BEGIN Supplied entries
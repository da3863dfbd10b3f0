/* This Source Code Form is subject to the terms of the Mozilla Public
 * License, v. 2.0. If a copy of the MPL was not distributed with this
 * file, You can obtain one at http://mozilla.org/MPL/2.0/. */

//! Addressing for incremental updates: which entity a change applies to and
//! which of its fields it touches.

use std::io::Write;

use crate::{
    xml::{EwsXmlWriter, XmlNamespace},
    Error,
};

#[derive(Clone, Copy, Debug, PartialEq, Eq)]
pub enum ServiceObjectKind {
    Item,
    Folder,
}

/// The entity an update is written for, e.g. a `Message` or a `Folder`.
///
/// Determines the element names of the change operations and the element the
/// new field values are wrapped in.
#[derive(Clone, Debug, PartialEq, Eq)]
pub struct ServiceObject {
    kind: ServiceObjectKind,
    xml_element_name: String,
}

impl ServiceObject {
    pub fn item(xml_element_name: impl Into<String>) -> Self {
        Self {
            kind: ServiceObjectKind::Item,
            xml_element_name: xml_element_name.into(),
        }
    }

    pub fn folder(xml_element_name: impl Into<String>) -> Self {
        Self {
            kind: ServiceObjectKind::Folder,
            xml_element_name: xml_element_name.into(),
        }
    }

    pub fn kind(&self) -> ServiceObjectKind {
        self.kind
    }

    pub fn xml_element_name(&self) -> &str {
        &self.xml_element_name
    }

    /// See <https://learn.microsoft.com/en-us/exchange/client-developer/web-service-reference/setitemfield>
    pub fn set_field_xml_element_name(&self) -> &'static str {
        match self.kind {
            ServiceObjectKind::Item => "SetItemField",
            ServiceObjectKind::Folder => "SetFolderField",
        }
    }

    /// See <https://learn.microsoft.com/en-us/exchange/client-developer/web-service-reference/deleteitemfield>
    pub fn delete_field_xml_element_name(&self) -> &'static str {
        match self.kind {
            ServiceObjectKind::Item => "DeleteItemField",
            ServiceObjectKind::Folder => "DeleteFolderField",
        }
    }
}

/// A property of an EWS entity as addressed in updates: the element it is
/// written as and its field URI.
///
/// See <https://learn.microsoft.com/en-us/exchange/client-developer/web-service-reference/fielduri>
#[derive(Clone, Copy, Debug, PartialEq, Eq, Hash)]
pub struct PropertyDefinition {
    xml_element_name: &'static str,
    uri: &'static str,
}

impl PropertyDefinition {
    pub const fn new(xml_element_name: &'static str, uri: &'static str) -> Self {
        Self {
            xml_element_name,
            uri,
        }
    }

    pub fn xml_element_name(&self) -> &'static str {
        self.xml_element_name
    }

    pub fn uri(&self) -> &'static str {
        self.uri
    }

    /// Writes the `FieldURI` element addressing this property.
    pub fn write_to_xml<W: Write>(&self, writer: &mut EwsXmlWriter<W>) -> Result<(), Error> {
        writer.write_start_element(XmlNamespace::Types, "FieldURI")?;
        writer.write_attribute("FieldURI", self.uri)?;
        writer.write_end_element()
    }
}

/// Writes an `IndexedFieldURI` element addressing one entry of a dictionary
/// property.
///
/// See <https://learn.microsoft.com/en-us/exchange/client-developer/web-service-reference/indexedfielduri>
pub fn write_indexed_field_uri<W: Write>(
    writer: &mut EwsXmlWriter<W>,
    field_uri: &str,
    field_index: &str,
) -> Result<(), Error> {
    writer.write_start_element(XmlNamespace::Types, "IndexedFieldURI")?;
    writer.write_attribute("FieldURI", field_uri)?;
    writer.write_attribute("FieldIndex", field_index)?;
    writer.write_end_element()
}

/// Properties with change-tracked collection or dictionary values.
pub mod schema {
    use super::PropertyDefinition;

    pub const ITEM_ATTACHMENTS: PropertyDefinition =
        PropertyDefinition::new("Attachments", "item:Attachments");

    pub const MESSAGE_TO_RECIPIENTS: PropertyDefinition =
        PropertyDefinition::new("ToRecipients", "message:ToRecipients");

    pub const MESSAGE_CC_RECIPIENTS: PropertyDefinition =
        PropertyDefinition::new("CcRecipients", "message:CcRecipients");

    pub const MESSAGE_BCC_RECIPIENTS: PropertyDefinition =
        PropertyDefinition::new("BccRecipients", "message:BccRecipients");

    pub const CONTACT_EMAIL_ADDRESSES: PropertyDefinition =
        PropertyDefinition::new("EmailAddresses", "contacts:EmailAddresses");

    pub const CONTACT_PHONE_NUMBERS: PropertyDefinition =
        PropertyDefinition::new("PhoneNumbers", "contacts:PhoneNumbers");

    pub const CONTACT_PHYSICAL_ADDRESSES: PropertyDefinition =
        PropertyDefinition::new("PhysicalAddresses", "contacts:PhysicalAddresses");

    pub const FOLDER_PERMISSION_SET: PropertyDefinition =
        PropertyDefinition::new("PermissionSet", "folder:PermissionSet");
}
END Supplied entries
Exercise: Repeat the data in full. Alter nothing.

Task result:
repository da3863dfbd10b3f0
/* This Source Code Form is subject to the terms of the Mozilla Public
 * License, v. 2.0. If a copy of the MPL was not distributed with this
 * file, You can obtain one at http://mozilla.org/MPL/2.0/. */

//! Addressing for incremental updates: which entity a change applies to and
//! which of its fields it touches.

use std::io::Write;

use crate::{
    xml::{EwsXmlWriter, XmlNamespace},
    Error,
};

#[derive(Clone, Copy, Debug, PartialEq, Eq)]
pub enum ServiceObjectKind {
    Item,
    Folder,
}

/// The entity an update is written for, e.g. a `Message` or a `Folder`.
///
/// Determines the element names of the change operations and the element the
/// new field values are wrapped in.
#[derive(Clone, Debug, PartialEq, Eq)]
pub struct ServiceObject {
    kind: ServiceObjectKind,
    xml_element_name: String,
}

impl ServiceObject {
    pub fn item(xml_element_name: impl Into<String>) -> Self {
        Self {
            kind: ServiceObjectKind::Item,
            xml_element_name: xml_element_name.into(),
        }
    }

    pub fn folder(xml_element_name: impl Into<String>) -> Self {
        Self {
            kind: ServiceObjectKind::Folder,
            xml_element_name: xml_element_name.into(),
        }
    }

    pub fn kind(&self) -> ServiceObjectKind {
        self.kind
    }

    pub fn xml_element_name(&self) -> &str {
        &self.xml_element_name
    }

    /// See <https://learn.microsoft.com/en-us/exchange/client-developer/web-service-reference/setitemfield>
    pub fn set_field_xml_element_name(&self) -> &'static str {
        match self.kind {
            ServiceObjectKind::Item => "SetItemField",
            ServiceObjectKind::Folder => "SetFolderField",
        }
    }

    /// See <https://learn.microsoft.com/en-us/exchange/client-developer/web-service-reference/deleteitemfield>
    pub fn delete_field_xml_element_name(&self) -> &'static str {
        match self.kind {
            ServiceObjectKind::Item => "DeleteItemField",
            ServiceObjectKind::Folder => "DeleteFolderField",
        }
    }
}

/// A property of an EWS entity as addressed in updates: the element it is
/// written as and its field URI.
///
/// See <https://learn.microsoft.com/en-us/exchange/client-developer/web-service-reference/fielduri>
#[derive(Clone, Copy, Debug, PartialEq, Eq, Hash)]
pub struct PropertyDefinition {
    xml_element_name: &'static str,
    uri: &'static str,
}

impl PropertyDefinition {
    pub const fn new(xml_element_name: &'static str, uri: &'static str) -> Self {
        Self {
            xml_element_name,
            uri,
        }
    }

    pub fn xml_element_name(&self) -> &'static str {
        self.xml_element_name
    }

    pub fn uri(&self) -> &'static str {
        self.uri
    }

    /// Writes the `FieldURI` element addressing this property.
    pub fn write_to_xml<W: Write>(&self, writer: &mut EwsXmlWriter<W>) -> Result<(), Error> {
        writer.write_start_element(XmlNamespace::Types, "FieldURI")?;
        writer.write_attribute("FieldURI", self.uri)?;
        writer.write_end_element()
    }
}

/// Writes an `IndexedFieldURI` element addressing one entry of a dictionary
/// property.
///
/// See <https://learn.microsoft.com/en-us/exchange/client-developer/web-service-reference/indexedfielduri>
pub fn write_indexed_field_uri<W: Write>(
    writer: &mut EwsXmlWriter<W>,
    field_uri: &str,
    field_index: &str,
) -> Result<(), Error> {
    writer.write_start_element(XmlNamespace::Types, "IndexedFieldURI")?;
    writer.write_attribute("FieldURI", field_uri)?;
    writer.write_attribute("FieldIndex", field_index)?;
    writer.write_end_element()
}

/// Properties with change-tracked collection or dictionary values.
pub mod schema {
    use super::PropertyDefinition;

    pub const ITEM_ATTACHMENTS: PropertyDefinition =
        PropertyDefinition::new("Attachments", "item:Attachments");

    pub const MESSAGE_TO_RECIPIENTS: PropertyDefinition =
        PropertyDefinition::new("ToRecipients", "message:ToRecipients");

    pub const MESSAGE_CC_RECIPIENTS: PropertyDefinition =
        PropertyDefinition::new("CcRecipients", "message:CcRecipients");

    pub const MESSAGE_BCC_RECIPIENTS: PropertyDefinition =
        PropertyDefinition::new("BccRecipients", "message:BccRecipients");

    pub const CONTACT_EMAIL_ADDRESSES: PropertyDefinition =
        PropertyDefinition::new("EmailAddresses", "contacts:EmailAddresses");

    pub const CONTACT_PHONE_NUMBERS: PropertyDefinition =
        PropertyDefinition::new("PhoneNumbers", "contacts:PhoneNumbers");

    pub const CONTACT_PHYSICAL_ADDRESSES: PropertyDefinition =
        PropertyDefinition::new("PhysicalAddresses", "contacts:PhysicalAddresses");

    pub const FOLDER_PERMISSION_SET: PropertyDefinition =
        PropertyDefinition::new("PermissionSet", "folder:PermissionSet");
}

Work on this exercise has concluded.